XINHUA WINSHARE PUBLISHING AND MEDIA CO., LTD.

(A joint stock limited company incorporated in the People's Republic of China with limited liability)

(Stock Code: 811)

VOLUNTARY ANNOUNCEMENT

THE RENEwAL Of MANDATE TO ACQUIRE wEALTH MANAGEMENT

PRODUCTS wITH IDLE SELf-OwNED fUNDS

This announcement is made voluntarily by Xinhua Winshare Publishing and Media Co., Ltd.* (the "Company", together with its subsidiaries, the "Group").

The board (the "Board") of directors (the "Directors") of the Company, at the eighth meeting of the fourth session of the Board for 2018 held on 26 October 2018, considered and approved the 'Resolution Regarding the Renewal of Mandate to Acquire Wealth Management Products with Idle Self-owned Funds', pursuant to which the Board resolved that the Group shall acquire wealth management products (the "wealth Management Products") with idle self-owned funds not exceeding RMB1.3 billion, taking into account the actual situation and needs of the Company and its subsidiaries, with details as follows:

I.

DETAILS Of THE ACQUISITION Of wEALTH MANAGEMENT PRODUCTS

  • (1) Purposes of the acquisition of wealth Management Products

    To more efficiently make use of the idle self-owned funds of the Group, the Group intends to acquire low-risk Wealth Management Products with idle self-owned funds to enhance the Group's gains on investment, on the premise that the ordinary operations of the Company and its subsidiaries shall not be affected.

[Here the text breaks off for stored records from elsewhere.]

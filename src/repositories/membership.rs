//! # Membership Repository
//!
//! Links users to organizations with a role. Missing users, organizations or
//! memberships are reported as [`Error::NotFound`]; the unique
//! (organization, user) pair surfaces duplicates as [`Error::AlreadyExists`].

use sea_orm::{
    ActiveModelTrait, ColumnTrait, ConnectionTrait, DatabaseBackend, DatabaseConnection, DbErr,
    EntityTrait, IntoActiveModel, QueryFilter, QuerySelect, Set,
};

use crate::db::server_time;
use crate::error::Error;
use crate::models::membership::{self, Entity as Membership, Role};
use crate::models::organization::Entity as Organization;
use crate::models::user::Entity as User;

/// Repository for Membership database operations
pub struct MembershipRepository<'a> {
    db: &'a DatabaseConnection,
}

impl<'a> MembershipRepository<'a> {
    pub fn new(db: &'a DatabaseConnection) -> Self {
        Self { db }
    }

    /// Add an existing user to an existing organization.
    ///
    /// The role defaults to member.
    pub async fn add_user_to_organization(
        &self,
        user_id: i64,
        organization_id: i64,
        role: Option<Role>,
    ) -> Result<membership::Model, Error> {
        User::find_by_id(user_id)
            .one(self.db)
            .await?
            .ok_or_else(|| Error::not_found("user"))?;
        Organization::find_by_id(organization_id)
            .one(self.db)
            .await?
            .ok_or_else(|| Error::not_found("organization"))?;

        let now = server_time(self.db).await?;

        let model = membership::ActiveModel {
            organization_id: Set(organization_id),
            user_id: Set(user_id),
            role: Set(role.unwrap_or(Role::Member)),
            create_time: Set(now.into()),
            ..Default::default()
        };

        let created = model
            .insert(self.db)
            .await
            .map_err(|e| Error::on_insert("membership", e))?;

        tracing::info!(
            organization_id,
            user_id,
            role = ?created.role,
            "Added user to organization"
        );
        Ok(created)
    }

    /// Reassign the role of an existing membership.
    pub async fn assign_role(
        &self,
        user_id: i64,
        organization_id: i64,
        role: Role,
    ) -> Result<membership::Model, Error> {
        let membership = Membership::find()
            .filter(membership::Column::UserId.eq(user_id))
            .filter(membership::Column::OrganizationId.eq(organization_id))
            .one(self.db)
            .await?
            .ok_or_else(|| Error::not_found("membership"))?;

        let mut active = membership.into_active_model();
        active.role = Set(role);

        Ok(active.update(self.db).await?)
    }

    /// Whether a membership row exists for the pair.
    pub async fn membership_exists(
        &self,
        user_id: i64,
        organization_id: i64,
    ) -> Result<bool, Error> {
        Ok(find_membership(self.db, user_id, organization_id)
            .await?
            .is_some())
    }
}

/// Transaction-scoped membership lookup used by access key issuance, so the
/// precondition check and the key insert share one atomic unit. Takes a
/// shared row lock on Postgres; SQLite's writer lock covers the same race.
pub(crate) async fn find_membership<C: ConnectionTrait>(
    conn: &C,
    user_id: i64,
    organization_id: i64,
) -> Result<Option<membership::Model>, DbErr> {
    let mut query = Membership::find()
        .filter(membership::Column::UserId.eq(user_id))
        .filter(membership::Column::OrganizationId.eq(organization_id));

    if conn.get_database_backend() == DatabaseBackend::Postgres {
        query = query.lock_shared();
    }

    query.one(conn).await
}
//! Transaction entity model
//!
//! Append-only usage records; never updated or deleted.

use sea_orm::ActiveModelBehavior;
use sea_orm::entity::prelude::*;
use sea_orm::prelude::DateTimeWithTimeZone;
use serde::Serialize;

/// A single usage record debiting an organization's balance
#[derive(Clone, Debug, PartialEq, DeriveEntityModel, Serialize)]
#[sea_orm(table_name = "transactions")]
pub struct Model {
    #[sea_orm(primary_key)]
    pub id: i64,

    pub organization_id: i64,
    pub user_id: i64,

    pub prompt_tokens: i64,
    pub completion_tokens: i64,

    /// Monetary cost of the usage, nonnegative
    pub cost: f64,
    pub currency: String,

    pub create_time: DateTimeWithTimeZone,
}

#[derive(Copy, Clone, Debug, EnumIter, DeriveRelation)]
pub enum Relation {
    #[sea_orm(
        belongs_to = "super::organization::Entity",
        from = "Column::OrganizationId",
        to = "super::organization::Column::Id"
    )]
    Organization,
}

impl Related<super::organization::Entity> for Entity {
    fn to() -> RelationDef {
        Relation::Organization.def()
    }
}

impl ActiveModelBehavior for ActiveModel {}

  • (2) The limit of mandate for the acquisition of wealth Management Products

    The limit of the mandate to acquire Wealth Management Products by the Group with idle self-owned funds shall not exceed RMB1.3 billion, which shall be jointly utilised by the Company and its subsidiaries on a rolling basis.

  • (3) The term of mandate for the acquisition of wealth Management Products

    The mandate shall be effective for twelve months from the date of consideration and approval by the Board, pursuant to which the management of the Company is authorised to handle specific matters in relation to the organisation and implementation of the acquisition, including but not limited to designation of personnel for market research, arrangement and implementation of proposals regarding the acquisition of Wealth Management Products in light of the working capital of the Group from time to time and selection of product types to be acquired as well as execution of relevant contracts.

  • (4) Product life of the wealth Management Products

    The Wealth Management Products are intended to be mainly in short and medium terms, the longest of which shall be under one year.

  • (5) Source of funds for the acquisition of wealth Management Products

    The Group shall acquire Wealth Management Products with self-owned funds of the Group.

  • (6) Types of wealth Management Products

    For the purpose of investment risk control, highly secured Wealth Management Products with high liquidity and low risks shall be acquired.

  • (7) The procedure of approval for carrying out entrusted wealth management

    At the eighth meeting of the fourth session of the Board for 2018 of the Company, the 'Resolution Regarding the Renewal of Mandate to Acquire Wealth Management Products with Idle Self-owned Funds' has been considered and approved. Approval by shareholders at general meeting in respect of the limit of mandate for acquiring the Wealth Management Products shall not be required.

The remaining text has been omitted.